Applications of linear motion bogie: 1) Adapting to terrain parameters, there are different possibilities for rover suspension like LBS. Spring and damper application to double lambda suspension good solution for high-speed off-road vehicles
Applications of linear motion bogie: 2) The possibility to implement Rocker-Bogie suspension in Front Loading Vehicles: The main problem associated with current suspension systems installed in heavy loading vehicles rovers (including those with active and semi active suspension systems) is their slow speed of motion which derail the rhythm to absorb the shocks generated by wheels which remain the result of two factors. First, in order to pass over obstacles the vehicle must be geared down significantly to allow for enough torque to raise the mass of the vehicle. Consequently, this reduces overall speed which cannot be tolerated in the case of heavy loading vehicles. Second, if the vehicle is travelling at a high speed and encounters an obstacle (height greater than 10 percent of wheel radius), there will be a large shock transmitted through the chassis which could damage the suspension or topple down the entire vehicle. That is why current heavy loading vehicles travel at a velocity of 10cm/s through uneven terrain.
Applications of linear motion bogie:
3) As an amphibious vehicle: Design of mechanical system on land that contains the features of water vehicle. The wheel should be retracted to enhance the stability of vehicle while it in water mode. Retractable wheels are designed to increase vehicle speed when manoeuvring on the water's surface. If the wheels are deployed, the water flow under the surface of the vehicle will be blocked and distracted by the wheel. The wheel will disturb the water flow path causing a high pressure before the wheel and low pressure after it. In a post- disaster relief, the road surfaces become uneven and rough. It will disrupt the mobile stability and movement. The intelligently designed wheel suspension allows the vehicle to traverse over very uneven or rough terrain and even climb over obstacles.
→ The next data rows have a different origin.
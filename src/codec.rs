use std::collections::VecDeque;

use crate::bitops::{pack_bits_to_bytes, unpack_byte_to_bits};
use crate::config::{PanelConfig, PixelType, COLS, ROWS};
use crate::frame::parse_legacy_frame;
use crate::{Error, Result};

// A 40-bit slice of a queue, as transmitted: a header byte plus 5 data bytes.
const GROUP_BITS: usize = 40;
const GROUP_DATA_BYTES: usize = 5;

#[derive(Debug, Clone, PartialEq, Eq)]
pub struct Matrix {
    bits: [[bool; COLS]; ROWS],
}

impl Matrix {
    pub fn zero() -> Self {
        Matrix {
            bits: [[false; COLS]; ROWS],
        }
    }

    pub fn get(&self, row: usize, col: usize) -> bool {
        self.bits[row][col]
    }

    pub fn set(&mut self, row: usize, col: usize, value: bool) {
        self.bits[row][col] = value;
    }

    pub fn rows(&self) -> usize {
        ROWS
    }

    pub fn cols(&self) -> usize {
        COLS
    }
}

// None marks a hole cell.
#[derive(Debug, Clone)]
pub struct TypeMap {
    types: [[Option<PixelType>; COLS]; ROWS],
}

impl TypeMap {
    fn empty() -> Self {
        TypeMap {
            types: [[None; COLS]; ROWS],
        }
    }

    pub fn get(&self, row: usize, col: usize) -> Option<PixelType> {
        self.types[row][col]
    }
}

// Dense table indexed by address (0..16) and a 0/1 type index.
#[derive(Debug, Clone)]
pub struct BitQueues {
    queues: [[VecDeque<bool>; 2]; 16],
}

impl Default for BitQueues {
    fn default() -> Self {
        BitQueues {
            queues: Default::default(),
        }
    }
}

impl BitQueues {
    pub fn new() -> Self {
        Self::default()
    }

    // Panics if pixel_type is Hole, which never has a queue.
    pub fn get(&self, address: u8, pixel_type: PixelType) -> &VecDeque<bool> {
        &self.queues[address as usize & 0xF][pixel_type.index()]
    }

    pub fn get_mut(&mut self, address: u8, pixel_type: PixelType) -> &mut VecDeque<bool> {
        &mut self.queues[address as usize & 0xF][pixel_type.index()]
    }

    pub fn non_empty(&self) -> impl Iterator<Item = (u8, PixelType, &VecDeque<bool>)> {
        self.queues.iter().enumerate().flat_map(|(addr, pair)| {
            pair.iter().enumerate().filter_map(move |(idx, q)| {
                if q.is_empty() {
                    None
                } else {
                    let pixel_type = if idx == 0 { PixelType::T90 } else { PixelType::T10 };
                    Some((addr as u8, pixel_type, q))
                }
            })
        })
    }

    pub fn total_bits(&self) -> usize {
        self.queues
            .iter()
            .flat_map(|pair| pair.iter())
            .map(|q| q.len())
            .sum()
    }
}

#[derive(Debug, Clone, Copy, PartialEq, Eq)]
pub struct Group {
    pub pixel_type: PixelType,
    pub data: [u8; GROUP_DATA_BYTES],
}

impl Group {
    pub fn to_bytes(&self) -> [u8; 1 + GROUP_DATA_BYTES] {
        let mut out = [0u8; 1 + GROUP_DATA_BYTES];
        out[0] = self.pixel_type.header();
        out[1..].copy_from_slice(&self.data);
        out
    }
}

#[derive(Debug, Clone, PartialEq, Eq)]
pub struct Payload {
    pub address: u8,
    pub groups: Vec<Group>,
}

impl Payload {
    // Sentinel value for a calibration lookup that targets a hole pixel.
    pub fn empty() -> Self {
        Payload {
            address: 0,
            groups: Vec::new(),
        }
    }

    pub fn is_empty(&self) -> bool {
        self.groups.is_empty()
    }

    pub fn to_bytes(&self) -> Vec<u8> {
        let mut out = Vec::with_capacity(1 + self.groups.len() * (1 + GROUP_DATA_BYTES));
        out.push(self.address);
        for group in &self.groups {
            out.extend_from_slice(&group.to_bytes());
        }
        out
    }
}

pub fn matrix_to_queues(matrix: &Matrix, config: &PanelConfig) -> BitQueues {
    let mut queues = BitQueues::new();
    for seg in &config.segments {
        for (row, col) in seg.scan_order() {
            let pixel_type = config.type_at(row - seg.row_start, col - seg.col_start);
            if pixel_type == PixelType::Hole {
                continue; // holes contribute no bit to any queue
            }
            let bit = matrix.get(row, col);
            queues.get_mut(seg.addr_for(pixel_type), pixel_type).push_back(bit);
        }
    }
    queues
}

pub fn queues_to_matrix(queues: &BitQueues, config: &PanelConfig) -> (Matrix, TypeMap) {
    let mut matrix = Matrix::zero();
    let mut types = TypeMap::empty();
    let mut queues = queues.clone();

    for seg in &config.segments {
        for (row, col) in seg.scan_order() {
            let pixel_type = config.type_at(row - seg.row_start, col - seg.col_start);
            if pixel_type == PixelType::Hole {
                matrix.set(row, col, false);
                continue;
            }
            // A queue shorter than the segment's demand just yields false
            // for the remaining cells instead of erroring.
            let bit = queues
                .get_mut(seg.addr_for(pixel_type), pixel_type)
                .pop_front()
                .unwrap_or(false);
            matrix.set(row, col, bit);
            types.types[row][col] = Some(pixel_type);
        }
    }
    (matrix, types)
}

fn groups_for_queue(pixel_type: PixelType, bits: &VecDeque<bool>) -> Result<Vec<Group>> {
    let bits: Vec<bool> = bits.iter().copied().collect();
    let mut groups = Vec::with_capacity(bits.len().div_ceil(GROUP_BITS));

    for chunk in bits.chunks(GROUP_BITS) {
        let mut padded = chunk.to_vec();
        padded.resize(GROUP_BITS, false); // zero-pad a short final chunk

        let data_bytes = pack_bits_to_bytes(&padded);
        if data_bytes.len() != GROUP_DATA_BYTES {
            return Err(Error::InternalError(format!(
                "expected {} data bytes for a {}-bit chunk, got {}",
                GROUP_DATA_BYTES,
                GROUP_BITS,
                data_bytes.len()
            )));
        }

        let mut data = [0u8; GROUP_DATA_BYTES];
        data.copy_from_slice(&data_bytes);
        groups.push(Group { pixel_type, data });
    }
    Ok(groups)
}

pub fn queues_to_payloads(queues: &BitQueues, config: &PanelConfig) -> Result<Vec<Payload>> {
    let mut used_addrs: Vec<u8> = queues
        .non_empty()
        .map(|(addr, _, _)| addr)
        .collect::<std::collections::BTreeSet<_>>()
        .into_iter()
        .collect();
    used_addrs.sort_unstable_by(|a, b| b.cmp(a)); // descending address order

    let mut payloads = Vec::new();
    for addr in used_addrs {
        let mut groups = Vec::new();
        for pixel_type in [PixelType::T90, PixelType::T10] { // T90 groups before T10
            let bits = queues.get(addr, pixel_type);
            if bits.is_empty() {
                continue;
            }
            groups.extend(groups_for_queue(pixel_type, bits)?);
        }

        for chunk in groups.chunks(config.groups_per_payload) {
            payloads.push(Payload {
                address: addr,
                groups: chunk.to_vec(),
            });
        }
    }
    Ok(payloads)
}

pub fn encode(matrix: &Matrix, config: &PanelConfig) -> Result<Vec<Payload>> {
    let queues = matrix_to_queues(matrix, config);
    queues_to_payloads(&queues, config)
}

// Soft, per-input decode problem. Never aborts a batch: the offending
// payload or frame just stops contributing further bits.
#[derive(Debug, Clone, PartialEq, Eq)]
pub enum DecodeIssue {
    MalformedPayloadGroup { address: u8, header: u8 },
    TruncatedPayload { address: u8, remaining: usize },
    InvalidFrame { reason: String },
}

impl std::fmt::Display for DecodeIssue {
    fn fmt(&self, f: &mut std::fmt::Formatter<'_>) -> std::fmt::Result {
        match self {
            DecodeIssue::MalformedPayloadGroup { address, header } => write!(
                f,
                "payload for address 0x{:X}: unknown group header 0x{:02X}",
                address, header
            ),
            DecodeIssue::TruncatedPayload { address, remaining } => write!(
                f,
                "payload for address 0x{:X}: {} trailing bytes do not form a full group",
                address, remaining
            ),
            DecodeIssue::InvalidFrame { reason } => write!(f, "invalid frame: {}", reason),
        }
    }
}

#[derive(Debug, Clone, Default)]
pub struct DecodeReport {
    pub queues: BitQueues,
    pub issues: Vec<DecodeIssue>,
}

#[derive(Debug, Clone, Copy)]
pub enum InputSource<'a> {
    Payload(&'a [u8]),
    Frame(&'a [u8]),
}

fn record_issue(issues: &mut Vec<DecodeIssue>, issue: DecodeIssue) {
    #[cfg(feature = "logging")]
    log::warn!("{}", issue);
    issues.push(issue);
}

// Stops at the first malformed group or truncated tail; does not fail the
// rest of the batch.
fn decode_payload_body(body: &[u8], queues: &mut BitQueues, issues: &mut Vec<DecodeIssue>) {
    if body.is_empty() {
        return;
    }
    let address = body[0];
    let mut rest = &body[1..];

    while !rest.is_empty() {
        if rest.len() < 1 + GROUP_DATA_BYTES {
            record_issue(
                issues,
                DecodeIssue::TruncatedPayload {
                    address,
                    remaining: rest.len(),
                },
            );
            break;
        }

        let header = rest[0];
        let Some(pixel_type) = PixelType::from_header(header) else {
            record_issue(
                issues,
                DecodeIssue::MalformedPayloadGroup { address, header },
            );
            break;
        };

        let data = &rest[1..1 + GROUP_DATA_BYTES];
        let queue = queues.get_mut(address, pixel_type);
        for &byte in data {
            queue.extend(unpack_byte_to_bits(byte));
        }

        rest = &rest[1 + GROUP_DATA_BYTES..];
    }
}

// Never returns an error: malformed input only ever produces a DecodeIssue.
pub fn decode_batch(sources: &[InputSource<'_>]) -> DecodeReport {
    let mut report = DecodeReport::default();
    for source in sources {
        match source {
            InputSource::Payload(bytes) => {
                decode_payload_body(bytes, &mut report.queues, &mut report.issues)
            }
            InputSource::Frame(bytes) => match parse_legacy_frame(bytes) {
                Ok((address, body)) => {
                    let mut full_body = Vec::with_capacity(1 + body.len());
                    full_body.push(address);
                    full_body.extend_from_slice(body);
                    decode_payload_body(&full_body, &mut report.queues, &mut report.issues);
                }
                Err(reason) => {
                    record_issue(&mut report.issues, DecodeIssue::InvalidFrame { reason })
                }
            },
        }
    }
    report
}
Conclusion: This article covers the suspension trends in the modern world. It can be seen that Independent suspensions have been given primarily more importance than any other suspension system. This is because of the high degree of comfort provided by the independent motion of the wheels when passing over an obstacle. But Bose suspension has proven itself as a winner in both fields of comfort and performance. But when it comes to off-road vehicles the good old solid axle and Twin I beam has been preferred over other types. The motive of this study is to understand mechanical design and the advantages of Linear Bogie system in order to find suitability to implement it in conventional loading vehicles to enhance their efficiency and also to cut down the maintenance related expenses of conventional suspension systems.